The Republic of knowledge dubs its new knights of the Environment
On this nineteenth day of June, beneath the gilded panels of the University of Douala, one of those great republican high masses was held, where the parchment consecrates effort and oration blossoms upon the ruins of ignorance. A solemn ceremony, orchestrated not to celebrate poets or philosophers, but the new foot soldiers of an invisible yet total war: the environmental battle.
For the matter at hand, on this day, was not to celebrate some abstruse erudition, but rather to anoint a cohort of students freshly initiated into the arcana of a modern grimoire: the ISO 14001 standard. Fifteen days prior, on June 4th, these same juvenile minds from the Quality, Safety, and Environment (QSE) program had been summoned by the Société Générale de Surveillance (SGS), that Helvetian Pythia of certification, for a deep dive into the matrix of ecological management. A free training, we are told, as if the salvation of the planet also had to have the good taste to cost nothing.

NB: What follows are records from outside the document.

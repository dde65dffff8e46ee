use crate::{
  block::{ALIGNMENT, FreeBlock},
  error::Violation,
  heap::Heap,
  region::HeapRegion,
};

use super::{Entry, FreeList, walk_chain};

/// Inclusive upper bound of each size class but the last, which takes
/// everything above 4096.
const CLASS_LIMITS: [usize; SIZE_CLASSES - 1] = [32, 64, 128, 256, 512, 2048, 4096];

/// Number of size classes.
pub const SIZE_CLASSES: usize = 8;

/// Segregated fits: one explicit list per size class.
///
/// ```text
///   class  ≤32   ──▶ [32] ──▶ [32]
///   class  ≤64   ──▶ [48] ──▶ [64]
///   class  ≤128  ──▶ none
///   ...
///   class  >4096 ──▶ [8192] ──▶ [20480]
/// ```
///
/// Each class is kept sorted by ascending size, so the first block that fits
/// inside a class is also the smallest one that fits there. Searching starts
/// at the request's own class and moves up, which approximates best fit for
/// the price of a short walk.
#[derive(Debug, Default)]
pub struct SegregatedList {
  heads: [Option<FreeBlock>; SIZE_CLASSES],
}

impl SegregatedList {
  pub fn new() -> Self {
    Self::default()
  }

  /// Class index for a block of `size` bytes.
  pub fn class_for(size: usize) -> usize {
    CLASS_LIMITS
      .iter()
      .position(|&limit| size <= limit)
      .unwrap_or(SIZE_CLASSES - 1)
  }

  pub fn head(
    &self,
    class: usize,
  ) -> Option<FreeBlock> {
    self.heads[class]
  }
}

impl FreeList for SegregatedList {
  const MIN_BLOCK_SIZE: usize = 2 * ALIGNMENT;
  const SORTED: bool = true;

  fn insert<R: HeapRegion>(
    &mut self,
    heap: &mut Heap<R>,
    block: FreeBlock,
  ) {
    let size = heap.size_of(block.offset());
    let class = Self::class_for(size);

    // Find the first entry at least as large and link in front of it.
    let mut prev = None;
    let mut cursor = self.heads[class];
    while let Some(current) = cursor {
      if heap.size_of(current.offset()) >= size {
        break;
      }
      prev = Some(current);
      cursor = heap.next_link(current);
    }

    heap.set_links(block, prev, cursor);
    match prev {
      Some(prev) => heap.set_next_link(prev, Some(block)),
      None => self.heads[class] = Some(block),
    }
    if let Some(next) = cursor {
      heap.set_prev_link(next, Some(block));
    }
  }

  fn remove<R: HeapRegion>(
    &mut self,
    heap: &mut Heap<R>,
    block: FreeBlock,
  ) {
    let prev = heap.prev_link(block);
    let next = heap.next_link(block);

    match prev {
      Some(prev) => heap.set_next_link(prev, next),
      None => {
        let class = Self::class_for(heap.size_of(block.offset()));
        self.heads[class] = next;
      }
    }
    if let Some(next) = next {
      heap.set_prev_link(next, prev);
    }
  }

  fn find<R: HeapRegion>(
    &mut self,
    heap: &Heap<R>,
    min_size: usize,
  ) -> Option<FreeBlock> {
    for class in Self::class_for(min_size)..SIZE_CLASSES {
      let mut cursor = self.heads[class];
      while let Some(block) = cursor {
        if heap.size_of(block.offset()) >= min_size {
          return Some(block);
        }
        cursor = heap.next_link(block);
      }
    }
    None
  }

  fn class_of(
    &self,
    size: usize,
  ) -> usize {
    Self::class_for(size)
  }

  fn entries<R: HeapRegion>(
    &self,
    heap: &Heap<R>,
  ) -> Result<Vec<Entry>, Violation> {
    let mut entries = Vec::new();
    for (class, &head) in self.heads.iter().enumerate() {
      walk_chain(heap, head, class, &mut entries)?;
    }
    Ok(entries)
  }
}

#[cfg(test)]
mod tests {
  use super::*;
  use crate::{heap::FIRST_BLOCK, region::MemRegion};

  fn heap_with(sizes: &[usize]) -> (Heap<MemRegion>, Vec<FreeBlock>) {
    let mut heap = Heap::init(MemRegion::reserve(1 << 16).unwrap()).unwrap();
    heap.extend(sizes.iter().sum()).unwrap();

    let mut blocks = Vec::new();
    let mut offset = FIRST_BLOCK;
    for &size in sizes {
      blocks.push(heap.write_free(offset, size, true));
      offset += size;
    }
    (heap, blocks)
  }

  fn class_sizes(
    list: &SegregatedList,
    heap: &Heap<MemRegion>,
    class: usize,
  ) -> Vec<usize> {
    list
      .entries(heap)
      .unwrap()
      .into_iter()
      .filter(|entry| entry.class == class)
      .map(|entry| heap.size_of(entry.block.offset()))
      .collect()
  }

  #[test]
  fn test_class_boundaries() {
    assert_eq!(SegregatedList::class_for(16), 0);
    assert_eq!(SegregatedList::class_for(32), 0);
    assert_eq!(SegregatedList::class_for(48), 1);
    assert_eq!(SegregatedList::class_for(64), 1);
    assert_eq!(SegregatedList::class_for(128), 2);
    assert_eq!(SegregatedList::class_for(256), 3);
    assert_eq!(SegregatedList::class_for(512), 4);
    assert_eq!(SegregatedList::class_for(528), 5);
    assert_eq!(SegregatedList::class_for(2048), 5);
    assert_eq!(SegregatedList::class_for(4096), 6);
    assert_eq!(SegregatedList::class_for(4112), 7);
    assert_eq!(SegregatedList::class_for(usize::MAX), 7);
  }

  #[test]
  fn test_insert_keeps_class_sorted() {
    let (mut heap, blocks) = heap_with(&[1024, 640, 1536, 576, 2048]);
    let mut list = SegregatedList::new();
    for &block in &blocks {
      list.insert(&mut heap, block);
    }

    assert_eq!(class_sizes(&list, &heap, 5), vec![576, 640, 1024, 1536, 2048]);
  }

  #[test]
  fn test_blocks_filed_by_class() {
    let (mut heap, blocks) = heap_with(&[32, 96, 4112]);
    let mut list = SegregatedList::new();
    for &block in &blocks {
      list.insert(&mut heap, block);
    }

    assert_eq!(list.head(0), Some(blocks[0]));
    assert_eq!(list.head(2), Some(blocks[1]));
    assert_eq!(list.head(7), Some(blocks[2]));
    assert_eq!(list.head(1), None);
  }

  #[test]
  fn test_find_moves_to_larger_classes() {
    let (mut heap, blocks) = heap_with(&[32, 96, 4112]);
    let mut list = SegregatedList::new();
    for &block in &blocks {
      list.insert(&mut heap, block);
    }

    assert_eq!(list.find(&heap, 32), Some(blocks[0]));
    // Class 1 is empty, the search continues in class 2.
    assert_eq!(list.find(&heap, 48), Some(blocks[1]));
    // 112 shares class 2 with the 96-byte block but doesn't fit in it.
    assert_eq!(list.find(&heap, 112), Some(blocks[2]));
    assert_eq!(list.find(&heap, 8192), None);
  }

  #[test]
  fn test_find_returns_smallest_fit_in_class() {
    let (mut heap, blocks) = heap_with(&[1024, 640, 1536]);
    let mut list = SegregatedList::new();
    for &block in &blocks {
      list.insert(&mut heap, block);
    }

    assert_eq!(list.find(&heap, 600), Some(blocks[1]));
    assert_eq!(list.find(&heap, 700), Some(blocks[0]));
  }

  #[test]
  fn test_remove_head_updates_class() {
    let (mut heap, blocks) = heap_with(&[576, 640]);
    let mut list = SegregatedList::new();
    list.insert(&mut heap, blocks[0]);
    list.insert(&mut heap, blocks[1]);

    list.remove(&mut heap, blocks[0]);
    assert_eq!(list.head(5), Some(blocks[1]));
    assert_eq!(heap.prev_link(blocks[1]), None);

    list.remove(&mut heap, blocks[1]);
    assert_eq!(list.head(5), None);
  }
}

Before the assembly, the Dean of the Faculty of Sciences, Professor Joseph Marie Ntamak Nida, officiating as high priestess of knowledge, recalled the necessity of this marriage of reason, indeed of public salvation, between the Lecture Hall and the Enterprise. « We are gathered today, » she proclaimed, « to meet major environmental challenges that concern our entire community! » A cry from the heart, no doubt, but also the obligatory mantra of any self-respecting institution in an age when the planet coughs. Echoing her, the director of SGS-Cameroon, Mrs. Patricia Nzondjou, placed upon the « shoulders of tomorrow’s young leaders » the burden of the future, a sentence as heavy as it was flattering.
And the recipients, these new soldiers of the standard? They, far from lyrical flights of fancy, spoke a more pragmatic language. « A strategic asset, » « a passport to competitiveness, » they whispered, precious certificate in hand, already aware that in the professional world, an ISO label often carries more weight than a quote from Socrates. There are more than a thousand of them, Professor Nouga informed us, to have passed through the baptismal font of this QSE program over eighteen graduating classes. A silent army, trained no longer to comment on Greek tragedies, but to apply the PDCA cycle – Plan, Do, Check, Act.
And so goes the University. While the officials’ verbosity adorns the moment with ephemeral glory, the true revolution lies nestled in a parchment stamped with the ISO seal. The ceremony concluded, as it should, with a « family photo, » immortalizing the promise of a Cameroon where the future, before being radiant, must first and foremost be certified compliant. Progress, my friends, is a standard.